**WHAT YOU ARE ASKED TO DO**.
Print the material underneath in full, keeping every line exactly as it is.

============

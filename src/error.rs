//! Error types for reelzip
//!
//! This module provides error handling for the library, including:
//! - Domain-specific error types (Database, Archive)
//! - HTTP status code mapping for API integration
//! - Structured error responses with machine-readable error codes

use serde::{Deserialize, Serialize};
use std::path::PathBuf;
use thiserror::Error;
use utoipa::ToSchema;

/// Result type alias for reelzip operations
pub type Result<T> = std::result::Result<T, Error>;

/// Main error type for reelzip
#[derive(Debug, Error)]
pub enum Error {
    /// Configuration error with context about which setting is invalid
    #[error("configuration error: {message}")]
    Config {
        /// Human-readable error message describing the configuration issue
        message: String,
        /// The configuration key that caused the error (e.g., "archive.part_ceiling_bytes")
        key: Option<String>,
    },

    /// Database operation failed
    #[error("database error: {0}")]
    Database(#[from] DatabaseError),

    /// SQLx database error
    #[error("database error: {0}")]
    Sqlx(#[from] sqlx::Error),

    /// Archive could not be created or written on durable storage
    #[error("archive error: {0}")]
    Archive(#[from] ArchiveError),

    /// I/O error
    #[error("I/O error: {0}")]
    Io(#[from] std::io::Error),

    /// Requested resource does not exist
    #[error("not found: {0}")]
    NotFound(String),

    /// Client input was rejected
    #[error("invalid input: {0}")]
    Validation(String),

    /// Network error
    #[error("network error: {0}")]
    Network(#[from] reqwest::Error),

    /// Serialization error
    #[error("serialization error: {0}")]
    Serialization(#[from] serde_json::Error),

    /// API server error
    #[error("API server error: {0}")]
    ApiServerError(String),

    /// External tool failed or could not be run
    #[error("external tool error: {0}")]
    ExternalTool(String),

    /// Feature needs a tool that is not available
    #[error("not supported: {0}")]
    NotSupported(String),

    /// The progress stream consumer went away
    #[error("client disconnected")]
    ClientDisconnected,

    /// Other error
    #[error("{0}")]
    Other(String),
}

/// Database-related errors
#[derive(Debug, Error)]
pub enum DatabaseError {
    /// Failed to connect to database
    #[error("failed to connect to database: {0}")]
    ConnectionFailed(String),

    /// Failed to run migrations
    #[error("failed to run migrations: {0}")]
    MigrationFailed(String),

    /// Query failed
    #[error("query failed: {0}")]
    QueryFailed(String),

    /// Record not found
    #[error("record not found: {0}")]
    NotFound(String),
}

/// Storage failures while producing an archive. All of these end a pipeline run.
#[derive(Debug, Error)]
pub enum ArchiveError {
    /// The destination file could not be created
    #[error("failed to create archive {path}: {reason}")]
    CreateFailed {
        /// Archive path on disk
        path: PathBuf,
        /// Underlying failure
        reason: String,
    },

    /// Writing an entry into the archive failed
    #[error("failed to write entry {entry} into {path}: {reason}")]
    WriteFailed {
        /// Archive path on disk
        path: PathBuf,
        /// Entry being written
        entry: String,
        /// Underlying failure
        reason: String,
    },

    /// Finalizing the central directory failed
    #[error("failed to finalize archive {path}: {reason}")]
    FinishFailed {
        /// Archive path on disk
        path: PathBuf,
        /// Underlying failure
        reason: String,
    },
}

impl Error {
    /// Whether this error means the requested record is absent
    pub fn is_not_found(&self) -> bool {
        matches!(
            self,
            Error::NotFound(_) | Error::Database(DatabaseError::NotFound(_))
        )
    }
}

/// API error response format
///
/// # Example JSON Response
///
/// ```json
/// {
///   "error": {
///     "code": "not_found",
///     "message": "collection ab12cd34 not found"
///   }
/// }
/// ```
#[derive(Debug, Clone, Serialize, Deserialize, ToSchema)]
pub struct ApiError {
    /// The error details
    pub error: ErrorDetail,
}

/// Detailed error information for API responses
#[derive(Debug, Clone, Serialize, Deserialize, ToSchema)]
pub struct ErrorDetail {
    /// Machine-readable error code (e.g., "not_found", "validation_error")
    pub code: String,

    /// Human-readable error message
    pub message: String,

    /// Optional additional context about the error
    #[serde(skip_serializing_if = "Option::is_none")]
    pub details: Option<serde_json::Value>,
}

impl ApiError {
    /// Create a new API error with code and message
    pub fn new(code: impl Into<String>, message: impl Into<String>) -> Self {
        Self {
            error: ErrorDetail {
                code: code.into(),
                message: message.into(),
                details: None,
            },
        }
    }

    /// Create a "not found" error
    pub fn not_found(resource: impl Into<String>) -> Self {
        Self::new("not_found", format!("{} not found", resource.into()))
    }

    /// Create a "validation error" error
    pub fn validation(message: impl Into<String>) -> Self {
        Self::new("validation_error", message)
    }

    /// Create an "internal server error"
    pub fn internal(message: impl Into<String>) -> Self {
        Self::new("internal_error", message)
    }

    /// Create a "bad gateway" error for upstream failures
    pub fn bad_gateway(message: impl Into<String>) -> Self {
        Self::new("upstream_error", message)
    }
}

/// Convert errors to HTTP status codes for API responses
pub trait ToHttpStatus {
    /// Get the HTTP status code for this error
    fn status_code(&self) -> u16;

    /// Get the machine-readable error code
    fn error_code(&self) -> &str;
}

impl ToHttpStatus for Error {
    fn status_code(&self) -> u16 {
        match self {
            // 400 Bad Request - Client error (invalid input)
            Error::Config { .. } => 400,
            Error::Validation(_) => 400,

            // 404 Not Found
            Error::NotFound(_) => 404,
            Error::Database(DatabaseError::NotFound(_)) => 404,

            // Nobody is left to read this response
            Error::ClientDisconnected => 400,

            // 500 Internal Server Error - Server-side issues
            Error::Database(_) => 500,
            Error::Sqlx(_) => 500,
            Error::Archive(_) => 500,
            Error::Io(_) => 500,
            Error::ApiServerError(_) => 500,
            Error::Serialization(_) => 500,
            Error::Other(_) => 500,

            // 501 Not Implemented - Tool not configured
            Error::NotSupported(_) => 501,

            // 502 Bad Gateway - Remote source failures
            Error::Network(_) => 502,

            // 503 Service Unavailable - External tool failed
            Error::ExternalTool(_) => 503,
        }
    }

    fn error_code(&self) -> &str {
        match self {
            Error::Config { .. } => "config_error",
            Error::Database(DatabaseError::NotFound(_)) => "not_found",
            Error::Database(_) => "database_error",
            Error::Sqlx(_) => "database_error",
            Error::Archive(e) => match e {
                ArchiveError::CreateFailed { .. } => "archive_create_failed",
                ArchiveError::WriteFailed { .. } => "archive_write_failed",
                ArchiveError::FinishFailed { .. } => "archive_finish_failed",
            },
            Error::Io(_) => "io_error",
            Error::NotFound(_) => "not_found",
            Error::Validation(_) => "validation_error",
            Error::Network(_) => "network_error",
            Error::Serialization(_) => "serialization_error",
            Error::ApiServerError(_) => "api_server_error",
            Error::ExternalTool(_) => "external_tool_error",
            Error::NotSupported(_) => "not_supported",
            Error::ClientDisconnected => "client_disconnected",
            Error::Other(_) => "internal_error",
        }
    }
}

impl From<Error> for ApiError {
    fn from(error: Error) -> Self {
        let code = error.error_code().to_string();
        let message = error.to_string();

        let details = match &error {
            Error::Config { key: Some(key), .. } => Some(serde_json::json!({
                "key": key,
            })),
            Error::Archive(ArchiveError::WriteFailed { entry, .. }) => Some(serde_json::json!({
                "entry": entry,
            })),
            _ => None,
        };

        ApiError {
            error: ErrorDetail {
                code,
                message,
                details,
            },
        }
    }
}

============

**ANSWER TO THE EXERCISE**.
filename src/error.rs
//! Error types for reelzip
//!
//! This module provides error handling for the library, including:
//! - Domain-specific error types (Database, Archive)
//! - HTTP status code mapping for API integration
//! - Structured error responses with machine-readable error codes

use serde::{Deserialize, Serialize};
use std::path::PathBuf;
use thiserror::Error;
use utoipa::ToSchema;

/// Result type alias for reelzip operations
pub type Result<T> = std::result::Result<T, Error>;

/// Main error type for reelzip
#[derive(Debug, Error)]
pub enum Error {
    /// Configuration error with context about which setting is invalid
    #[error("configuration error: {message}")]
    Config {
        /// Human-readable error message describing the configuration issue
        message: String,
        /// The configuration key that caused the error (e.g., "archive.part_ceiling_bytes")
        key: Option<String>,
    },

    /// Database operation failed
    #[error("database error: {0}")]
    Database(#[from] DatabaseError),

    /// SQLx database error
    #[error("database error: {0}")]
    Sqlx(#[from] sqlx::Error),

    /// Archive could not be created or written on durable storage
    #[error("archive error: {0}")]
    Archive(#[from] ArchiveError),

    /// I/O error
    #[error("I/O error: {0}")]
    Io(#[from] std::io::Error),

    /// Requested resource does not exist
    #[error("not found: {0}")]
    NotFound(String),

    /// Client input was rejected
    #[error("invalid input: {0}")]
    Validation(String),

    /// Network error
    #[error("network error: {0}")]
    Network(#[from] reqwest::Error),

    /// Serialization error
    #[error("serialization error: {0}")]
    Serialization(#[from] serde_json::Error),

    /// API server error
    #[error("API server error: {0}")]
    ApiServerError(String),

    /// External tool failed or could not be run
    #[error("external tool error: {0}")]
    ExternalTool(String),

    /// Feature needs a tool that is not available
    #[error("not supported: {0}")]
    NotSupported(String),

    /// The progress stream consumer went away
    #[error("client disconnected")]
    ClientDisconnected,

    /// Other error
    #[error("{0}")]
    Other(String),
}

/// Database-related errors
#[derive(Debug, Error)]
pub enum DatabaseError {
    /// Failed to connect to database
    #[error("failed to connect to database: {0}")]
    ConnectionFailed(String),

    /// Failed to run migrations
    #[error("failed to run migrations: {0}")]
    MigrationFailed(String),

    /// Query failed
    #[error("query failed: {0}")]
    QueryFailed(String),

    /// Record not found
    #[error("record not found: {0}")]
    NotFound(String),
}

/// Storage failures while producing an archive. All of these end a pipeline run.
#[derive(Debug, Error)]
pub enum ArchiveError {
    /// The destination file could not be created
    #[error("failed to create archive {path}: {reason}")]
    CreateFailed {
        /// Archive path on disk
        path: PathBuf,
        /// Underlying failure
        reason: String,
    },

    /// Writing an entry into the archive failed
    #[error("failed to write entry {entry} into {path}: {reason}")]
    WriteFailed {
        /// Archive path on disk
        path: PathBuf,
        /// Entry being written
        entry: String,
        /// Underlying failure
        reason: String,
    },

    /// Finalizing the central directory failed
    #[error("failed to finalize archive {path}: {reason}")]
    FinishFailed {
        /// Archive path on disk
        path: PathBuf,
        /// Underlying failure
        reason: String,
    },
}

impl Error {
    /// Whether this error means the requested record is absent
    pub fn is_not_found(&self) -> bool {
        matches!(
            self,
            Error::NotFound(_) | Error::Database(DatabaseError::NotFound(_))
        )
    }
}

/// API error response format
///
/// # Example JSON Response
///
/// ```json
/// {
///   "error": {
///     "code": "not_found",
///     "message": "collection ab12cd34 not found"
///   }
/// }
/// ```
#[derive(Debug, Clone, Serialize, Deserialize, ToSchema)]
pub struct ApiError {
    /// The error details
    pub error: ErrorDetail,
}

/// Detailed error information for API responses
#[derive(Debug, Clone, Serialize, Deserialize, ToSchema)]
pub struct ErrorDetail {
    /// Machine-readable error code (e.g., "not_found", "validation_error")
    pub code: String,

    /// Human-readable error message
    pub message: String,

    /// Optional additional context about the error
    #[serde(skip_serializing_if = "Option::is_none")]
    pub details: Option<serde_json::Value>,
}

impl ApiError {
    /// Create a new API error with code and message
    pub fn new(code: impl Into<String>, message: impl Into<String>) -> Self {
        Self {
            error: ErrorDetail {
                code: code.into(),
                message: message.into(),
                details: None,
            },
        }
    }

    /// Create a "not found" error
    pub fn not_found(resource: impl Into<String>) -> Self {
        Self::new("not_found", format!("{} not found", resource.into()))
    }

    /// Create a "validation error" error
    pub fn validation(message: impl Into<String>) -> Self {
        Self::new("validation_error", message)
    }

    /// Create an "internal server error"
    pub fn internal(message: impl Into<String>) -> Self {
        Self::new("internal_error", message)
    }

    /// Create a "bad gateway" error for upstream failures
    pub fn bad_gateway(message: impl Into<String>) -> Self {
        Self::new("upstream_error", message)
    }
}

/// Convert errors to HTTP status codes for API responses
pub trait ToHttpStatus {
    /// Get the HTTP status code for this error
    fn status_code(&self) -> u16;

    /// Get the machine-readable error code
    fn error_code(&self) -> &str;
}

impl ToHttpStatus for Error {
    fn status_code(&self) -> u16 {
        match self {
            // 400 Bad Request - Client error (invalid input)
            Error::Config { .. } => 400,
            Error::Validation(_) => 400,

            // 404 Not Found
            Error::NotFound(_) => 404,
            Error::Database(DatabaseError::NotFound(_)) => 404,

            // Nobody is left to read this response
            Error::ClientDisconnected => 400,

            // 500 Internal Server Error - Server-side issues
            Error::Database(_) => 500,
            Error::Sqlx(_) => 500,
            Error::Archive(_) => 500,
            Error::Io(_) => 500,
            Error::ApiServerError(_) => 500,
            Error::Serialization(_) => 500,
            Error::Other(_) => 500,

            // 501 Not Implemented - Tool not configured
            Error::NotSupported(_) => 501,

            // 502 Bad Gateway - Remote source failures
            Error::Network(_) => 502,

            // 503 Service Unavailable - External tool failed
            Error::ExternalTool(_) => 503,
        }
    }

    fn error_code(&self) -> &str {
        match self {
            Error::Config { .. } => "config_error",
            Error::Database(DatabaseError::NotFound(_)) => "not_found",
            Error::Database(_) => "database_error",
            Error::Sqlx(_) => "database_error",
            Error::Archive(e) => match e {
                ArchiveError::CreateFailed { .. } => "archive_create_failed",
                ArchiveError::WriteFailed { .. } => "archive_write_failed",
                ArchiveError::FinishFailed { .. } => "archive_finish_failed",
            },
            Error::Io(_) => "io_error",
            Error::NotFound(_) => "not_found",
            Error::Validation(_) => "validation_error",
            Error::Network(_) => "network_error",
            Error::Serialization(_) => "serialization_error",
            Error::ApiServerError(_) => "api_server_error",
            Error::ExternalTool(_) => "external_tool_error",
            Error::NotSupported(_) => "not_supported",
            Error::ClientDisconnected => "client_disconnected",
            Error::Other(_) => "internal_error",
        }
    }
}

impl From<Error> for ApiError {
    fn from(error: Error) -> Self {
        let code = error.error_code().to_string();
        let message = error.to_string();

        let details = match &error {
            Error::Config { key: Some(key), .. } => Some(serde_json::json!({
                "key": key,
            })),
            Error::Archive(ArchiveError::WriteFailed { entry, .. }) => Some(serde_json::json!({
                "entry": entry,
            })),
            _ => None,
        };

        ApiError {
            error: ErrorDetail {
                code,
                message,
                details,
            },
        }
    }
}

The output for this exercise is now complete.